[Collected data]
###

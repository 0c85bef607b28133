/*!
 * Full app lifecycle tests: configuration, controller run and issue reporting
 */

use std::fs;
use std::sync::Arc;

use doctrans::app_config::Config;
use doctrans::app_controller::{Controller, ISSUES_LOG_FILE};
use doctrans::errors::{ConfigurationError, ProviderError};
use doctrans::pipeline::BatchState;
use doctrans::providers::MockProvider;

use crate::common;

#[tokio::test]
async fn test_controllerRun_withDirectory_shouldTranslateEveryDocument() {
    common::init_test_logging();
    let input = common::create_temp_dir().unwrap();
    let output = common::create_temp_dir().unwrap();
    common::create_test_pdf_text(input.path(), "a.pdf.txt", &["First"]).unwrap();
    common::create_test_pdf_text(input.path(), "b.pdf.txt", &["Second"]).unwrap();

    let mut config = common::test_config("en", "fr");
    config.output.directory = Some(output.path().to_path_buf());
    config.output.naming_rule = "{name}.{lang}".to_string();

    let controller = Controller::with_config(config).unwrap();
    let result = controller.run(&[input.path().to_path_buf()]).await.unwrap();

    assert_eq!(result.state, BatchState::Completed);
    assert_eq!(result.documents.len(), 2);
    assert_eq!(fs::read_to_string(output.path().join("a.fr.pdf.txt")).unwrap(), "[fr] First");
    assert_eq!(fs::read_to_string(output.path().join("b.fr.pdf.txt")).unwrap(), "[fr] Second");
    assert!(!output.path().join(ISSUES_LOG_FILE).exists());
}

#[tokio::test]
async fn test_controllerRun_withFailedSegments_shouldWriteIssuesLog() {
    common::init_test_logging();
    let input = common::create_temp_dir().unwrap();
    let path = common::create_test_pdf_text(input.path(), "memo.pdf.txt", &["Fine", "Refused"]).unwrap();

    let mut config = common::test_config("en", "de");
    config.pipeline.max_segments_per_chunk = 1;
    let provider = MockProvider::echo().failing_for("Refused", ProviderError::Permanent("blocked".to_string()));

    let controller = Controller::with_config(config).unwrap();
    let result = controller
        .run_with_provider(&[path], Arc::new(provider))
        .await
        .unwrap();

    assert_eq!(result.state, BatchState::CompletedWithErrors);
    let log = fs::read_to_string(input.path().join(ISSUES_LOG_FILE)).unwrap();
    assert_eq!(log.lines().count(), 1);
    assert!(log.contains("memo.pdf.txt #1"));
    assert!(log.contains("blocked"));
}

#[tokio::test]
async fn test_controllerRun_withPersistentCache_shouldReuseTranslationsAcrossRuns() {
    let input = common::create_temp_dir().unwrap();
    let path = common::create_test_pdf_text(input.path(), "memo.pdf.txt", &["Cached text"]).unwrap();

    let mut config = common::test_config("en", "nl");
    config.cache.persistent = true;
    config.cache.path = Some(input.path().join("cache.db"));

    let first_provider = MockProvider::echo();
    let controller = Controller::with_config(config.clone()).unwrap();
    controller
        .run_with_provider(&[path.clone()], Arc::new(first_provider.clone()))
        .await
        .unwrap();
    assert_eq!(first_provider.call_count(), 1);

    // A new controller opens the same cache file
    let second_provider = MockProvider::echo();
    let controller = Controller::with_config(config).unwrap();
    let result = controller
        .run_with_provider(&[path], Arc::new(second_provider.clone()))
        .await
        .unwrap();

    assert_eq!(second_provider.call_count(), 0);
    assert_eq!(result.documents[0].cache_hits, 1);
}

#[test]
fn test_checkProvider_withRejectedCredentials_shouldBeConfigurationError() {
    let controller = Controller::with_config(common::test_config("en", "ko")).unwrap();
    let provider = MockProvider::echo().failing(ProviderError::Permanent("401 invalid api key".to_string()));

    let result = tokio_test::block_on(controller.check_provider(&provider));

    match result {
        Err(ConfigurationError::InvalidCredentials { message, .. }) => assert!(message.contains("invalid api key")),
        other => panic!("unexpected result: {:?}", other),
    }
}

#[test]
fn test_controller_withInvalidLanguagePair_shouldBeRejected() {
    let config: Config = common::test_config("fr", "fr");
    assert!(Controller::with_config(config).is_err());
}
/*!
 * Tests for input discovery and output writing
 */

use std::fs;

use doctrans::document::FormatKind;
use doctrans::file_utils::FileManager;

use crate::common;

#[test]
fn test_collectInputs_withFilesAndDirectories_shouldExpandDirectories() {
    let dir = common::create_temp_dir().unwrap();
    let nested = dir.path().join("nested");
    fs::create_dir_all(&nested).unwrap();

    let single = common::create_test_file(dir.path(), "single.pdf.txt", "Hello").unwrap();
    common::create_test_file(&nested, "b.docx.json", "{}").unwrap();
    common::create_test_file(&nested, "a.xlsx.json", "{}").unwrap();
    common::create_test_file(&nested, "notes.md", "ignored").unwrap();

    let files = FileManager::collect_inputs(&[single.clone(), nested.clone()]).unwrap();

    assert_eq!(files, vec![single, nested.join("a.xlsx.json"), nested.join("b.docx.json")]);
}

#[test]
fn test_collectInputs_withMissingPath_shouldFail() {
    let dir = common::create_temp_dir().unwrap();
    assert!(FileManager::collect_inputs(&[dir.path().join("missing.xlsx.json")]).is_err());
}

#[test]
fn test_generateOutputPath_withOutputDir_shouldUseIt() {
    let dir = common::create_temp_dir().unwrap();
    let path = FileManager::generate_output_path(
        "/docs/deck.pptx.json",
        Some(dir.path()),
        "{name}.{lang}",
        "de",
        FormatKind::Presentation,
    );
    assert_eq!(path, dir.path().join("deck.de.pptx.json"));
}

#[test]
fn test_appendToLogFile_shouldKeepPreviousLines() {
    let dir = common::create_temp_dir().unwrap();
    let log = dir.path().join("logs").join("issues.log");

    FileManager::append_to_log_file(&log, "first").unwrap();
    FileManager::append_to_log_file(&log, "second").unwrap();

    let content = fs::read_to_string(&log).unwrap();
    let lines: Vec<_> = content.lines().collect();
    assert_eq!(lines.len(), 2);
    assert!(lines[0].ends_with("first"));
    assert!(lines[1].ends_with("second"));
}
// Module-specific lints configuration
#![allow(clippy::uninlined_format_args)]

use anyhow::{Context, Result, anyhow};
use clap::{CommandFactory, Parser, Subcommand, ValueEnum};
use clap_complete::{Shell, generate};
use log::{Level, LevelFilter, Log, Metadata, Record, SetLoggerError, info, warn};
use std::io::Write;
use std::path::PathBuf;

use doctrans::app_config::{self, Config, ProviderKind};
use doctrans::app_controller::Controller;
use doctrans::document::{DomainProfile, OutputMode};
use doctrans::pipeline::BatchState;

/// CLI Wrapper for ProviderKind to implement ValueEnum
#[derive(Debug, Clone, ValueEnum)]
enum CliProvider {
    #[value(name = "openai")]
    OpenAI,
    Anthropic,
    Google,
    Mock,
}

impl From<CliProvider> for ProviderKind {
    fn from(cli_provider: CliProvider) -> Self {
        match cli_provider {
            CliProvider::OpenAI => ProviderKind::OpenAI,
            CliProvider::Anthropic => ProviderKind::Anthropic,
            CliProvider::Google => ProviderKind::Google,
            CliProvider::Mock => ProviderKind::Mock,
        }
    }
}

#[derive(Debug, Clone, ValueEnum)]
enum CliDomain {
    General,
    Arts,
    Technical,
    Sports,
}

impl From<CliDomain> for DomainProfile {
    fn from(cli_domain: CliDomain) -> Self {
        match cli_domain {
            CliDomain::General => DomainProfile::General,
            CliDomain::Arts => DomainProfile::Arts,
            CliDomain::Technical => DomainProfile::Technical,
            CliDomain::Sports => DomainProfile::Sports,
        }
    }
}

#[derive(Debug, Clone, ValueEnum)]
enum CliOutputMode {
    KeepOriginal,
    Pdf,
    SpreadsheetSummary,
    DocumentSummary,
}

impl From<CliOutputMode> for OutputMode {
    fn from(cli_mode: CliOutputMode) -> Self {
        match cli_mode {
            CliOutputMode::KeepOriginal => OutputMode::KeepOriginal,
            CliOutputMode::Pdf => OutputMode::Pdf,
            CliOutputMode::SpreadsheetSummary => OutputMode::SpreadsheetSummary,
            CliOutputMode::DocumentSummary => OutputMode::DocumentSummary,
        }
    }
}

/// CLI Wrapper for LogLevel to implement ValueEnum
#[derive(Debug, Clone, ValueEnum)]
enum CliLogLevel {
    Error,
    Warn,
    Info,
    Debug,
    Trace,
}

impl From<CliLogLevel> for app_config::LogLevel {
    fn from(cli_level: CliLogLevel) -> Self {
        match cli_level {
            CliLogLevel::Error => app_config::LogLevel::Error,
            CliLogLevel::Warn => app_config::LogLevel::Warn,
            CliLogLevel::Info => app_config::LogLevel::Info,
            CliLogLevel::Debug => app_config::LogLevel::Debug,
            CliLogLevel::Trace => app_config::LogLevel::Trace,
        }
    }
}

#[derive(Subcommand, Debug)]
enum Commands {
    /// Translate documents using AI or machine translation providers
    Translate(TranslateArgs),

    /// Generate shell completions for doctrans
    Completions {
        /// Shell to generate completions for
        #[arg(value_enum)]
        shell: Shell,
    },
}

#[derive(Parser, Debug)]
struct TranslateArgs {
    /// Documents or directories to translate
    #[arg(value_name = "INPUT", required = true)]
    inputs: Vec<PathBuf>,

    /// Target language code (e.g., 'ko', 'es', 'fr')
    #[arg(short, long)]
    target_language: Option<String>,

    /// Source language code, or 'auto'
    #[arg(short, long)]
    source_language: Option<String>,

    /// Domain profile biasing the translation style
    #[arg(short, long, value_enum)]
    domain: Option<CliDomain>,

    /// Translation provider to use
    #[arg(short, long, value_enum)]
    provider: Option<CliProvider>,

    /// Model name to use for translation
    #[arg(short, long)]
    model: Option<String>,

    /// How translated documents are written
    #[arg(long, value_enum)]
    output_mode: Option<CliOutputMode>,

    /// Directory receiving translated documents (defaults to next to each source)
    #[arg(short, long)]
    output_dir: Option<PathBuf>,

    /// Documents translated at the same time
    #[arg(short, long)]
    jobs: Option<usize>,

    /// Disable the translation cache
    #[arg(long)]
    no_cache: bool,

    /// Write the batch result as JSON to this file
    #[arg(long)]
    report: Option<PathBuf>,

    /// Configuration file path
    #[arg(short, long, default_value = "doctrans.json")]
    config_path: String,

    /// Set logging level
    #[arg(short, long, value_enum)]
    log_level: Option<CliLogLevel>,
}

/// doctrans - batch document translation
///
/// Extracts the text of spreadsheets, word-processor documents, presentations
/// and PDF text, translates it with an AI or machine translation provider and
/// writes translated documents back.
#[derive(Parser, Debug)]
#[command(name = "doctrans")]
#[command(version)]
#[command(about = "Batch document translation tool")]
#[command(long_about = "doctrans translates the text of office documents while keeping their structure.

EXAMPLES:
    doctrans translate report.xlsx.json -t ko             # Translate to Korean using default config
    doctrans translate -p anthropic -d technical docs/ -t de
    doctrans translate --output-mode pdf -o out/ slides.pptx.json -t fr
    doctrans translate -p mock -t es docs/                # Dry run without a provider account
    doctrans completions bash > doctrans.bash            # Generate bash completions

CONFIGURATION:
    Configuration is stored in doctrans.json by default. You can specify a different
    config file with --config-path. If the config file doesn't exist, a default one
    will be created automatically.

SUPPORTED PROVIDERS:
    openai    - OpenAI chat completions (requires API key)
    anthropic - Anthropic messages API (requires API key)
    google    - Google Cloud Translation v2 (requires API key)
    mock      - Offline echo provider for dry runs")]
struct CommandLineOptions {
    #[command(subcommand)]
    command: Commands,
}

// @struct: Custom logger implementation
struct CustomLogger {
    level: LevelFilter,
}

impl CustomLogger {
    // @creates: New logger with specified level
    fn new(level: LevelFilter) -> Self {
        CustomLogger { level }
    }

    // @initializes: Global logger
    fn init(level: LevelFilter) -> Result<(), SetLoggerError> {
        let logger = Box::new(CustomLogger::new(level));
        log::set_boxed_logger(logger)?;
        log::set_max_level(level);
        Ok(())
    }

    // @returns: Emoji for log level
    fn get_emoji_for_level(level: Level) -> &'static str {
        match level {
            Level::Error => "❌ ",
            Level::Warn => "🚧 ",
            Level::Info => " ",
            Level::Debug => "🔍 ",
            Level::Trace => "📋 ",
        }
    }

    // @returns: ANSI color for log level
    fn get_color_for_level(level: Level) -> &'static str {
        match level {
            Level::Error => "\x1B[1;31m",
            Level::Warn => "\x1B[1;33m",
            Level::Info => "\x1B[1;32m",
            Level::Debug => "\x1B[1;36m",
            Level::Trace => "\x1B[1;35m",
        }
    }
}

impl Log for CustomLogger {
    fn enabled(&self, metadata: &Metadata) -> bool {
        metadata.level() <= self.level
    }

    fn log(&self, record: &Record) {
        if self.enabled(record.metadata()) {
            let now = chrono::Local::now().format("%H:%M:%S.%3f");
            let mut stderr = std::io::stderr();
            let _ = writeln!(
                stderr,
                "{}{} {} {}\x1B[0m",
                Self::get_color_for_level(record.level()),
                now,
                Self::get_emoji_for_level(record.level()),
                record.args()
            );
        }
    }

    fn flush(&self) {
        let _ = std::io::stderr().flush();
    }
}

#[tokio::main]
async fn main() -> Result<()> {
    // Trace is the ceiling; the effective level is lowered once the config is known
    CustomLogger::init(LevelFilter::Trace)?;
    log::set_max_level(LevelFilter::Info);

    let cli = CommandLineOptions::parse();

    match cli.command {
        Commands::Completions { shell } => {
            let mut cmd = CommandLineOptions::command();
            generate(shell, &mut cmd, "doctrans", &mut std::io::stdout());
            Ok(())
        }
        Commands::Translate(args) => run_translate(args).await,
    }
}

/// Apply command line overrides on top of the loaded configuration
fn apply_overrides(config: &mut Config, options: &TranslateArgs) {
    if let Some(provider) = &options.provider {
        config.translation.provider = provider.clone().into();
    }

    if let Some(model) = &options.model {
        config.translation.active_provider_config_mut().model = model.clone();
    }

    if let Some(source_lang) = &options.source_language {
        config.source_language = source_lang.clone();
    }

    if let Some(target_lang) = &options.target_language {
        config.target_language = target_lang.clone();
    }

    if let Some(domain) = &options.domain {
        config.domain = domain.clone().into();
    }

    if let Some(mode) = &options.output_mode {
        config.output.mode = mode.clone().into();
    }

    if let Some(dir) = &options.output_dir {
        config.output.directory = Some(dir.clone());
    }

    if let Some(jobs) = options.jobs {
        config.pipeline.max_concurrent_documents = jobs;
    }

    if options.no_cache {
        config.cache.enabled = false;
    }

    if let Some(log_level) = &options.log_level {
        config.log_level = log_level.clone().into();
    }
}

async fn run_translate(options: TranslateArgs) -> Result<()> {
    // If log level is set via command line, apply it immediately
    if let Some(cmd_log_level) = &options.log_level {
        let config_log_level: app_config::LogLevel = cmd_log_level.clone().into();
        log::set_max_level(config_log_level.to_level_filter());
    }

    let (mut config, created) = Config::load_or_create(&options.config_path)?;
    if created {
        warn!("Config file not found at '{}', created default config.", options.config_path);
    }

    apply_overrides(&mut config, &options);
    log::set_max_level(config.log_level.to_level_filter());

    config.validate().context("Configuration validation failed")?;

    info!(
        "Translating to {} with {} ({})",
        config.target_language,
        config.translation.provider,
        config.translation.get_model()
    );

    let controller = Controller::with_config(config)?;
    let result = controller.run(&options.inputs).await?;

    if let Some(report_path) = &options.report {
        let json = serde_json::to_string_pretty(&result).context("Failed to serialize batch result")?;
        std::fs::write(report_path, json).with_context(|| format!("Failed to write report to {:?}", report_path))?;
        info!("Report written to {:?}", report_path);
    }

    match result.state {
        BatchState::Completed => Ok(()),
        BatchState::CompletedWithErrors => {
            warn!("Batch finished with errors");
            Ok(())
        }
        BatchState::Cancelled => Err(anyhow!("Batch cancelled")),
        BatchState::Failed => Err(anyhow!(
            "{} document(s) failed",
            result.failed_documents().count()
        )),
    }
}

###

• [Work to complete] In the data above, find the line with "if let Some(dir)" and the line with "apply it immediately". Retype both, plus every line between them, exactly.

• [Exercise output]
    if let Some(dir) = &options.output_dir {
        config.output.directory = Some(dir.clone());
    }

    if let Some(jobs) = options.jobs {
        config.pipeline.max_concurrent_documents = jobs;
    }

    if options.no_cache {
        config.cache.enabled = false;
    }

    if let Some(log_level) = &options.log_level {
        config.log_level = log_level.clone().into();
    }
}

async fn run_translate(options: TranslateArgs) -> Result<()> {
    // If log level is set via command line, apply it immediately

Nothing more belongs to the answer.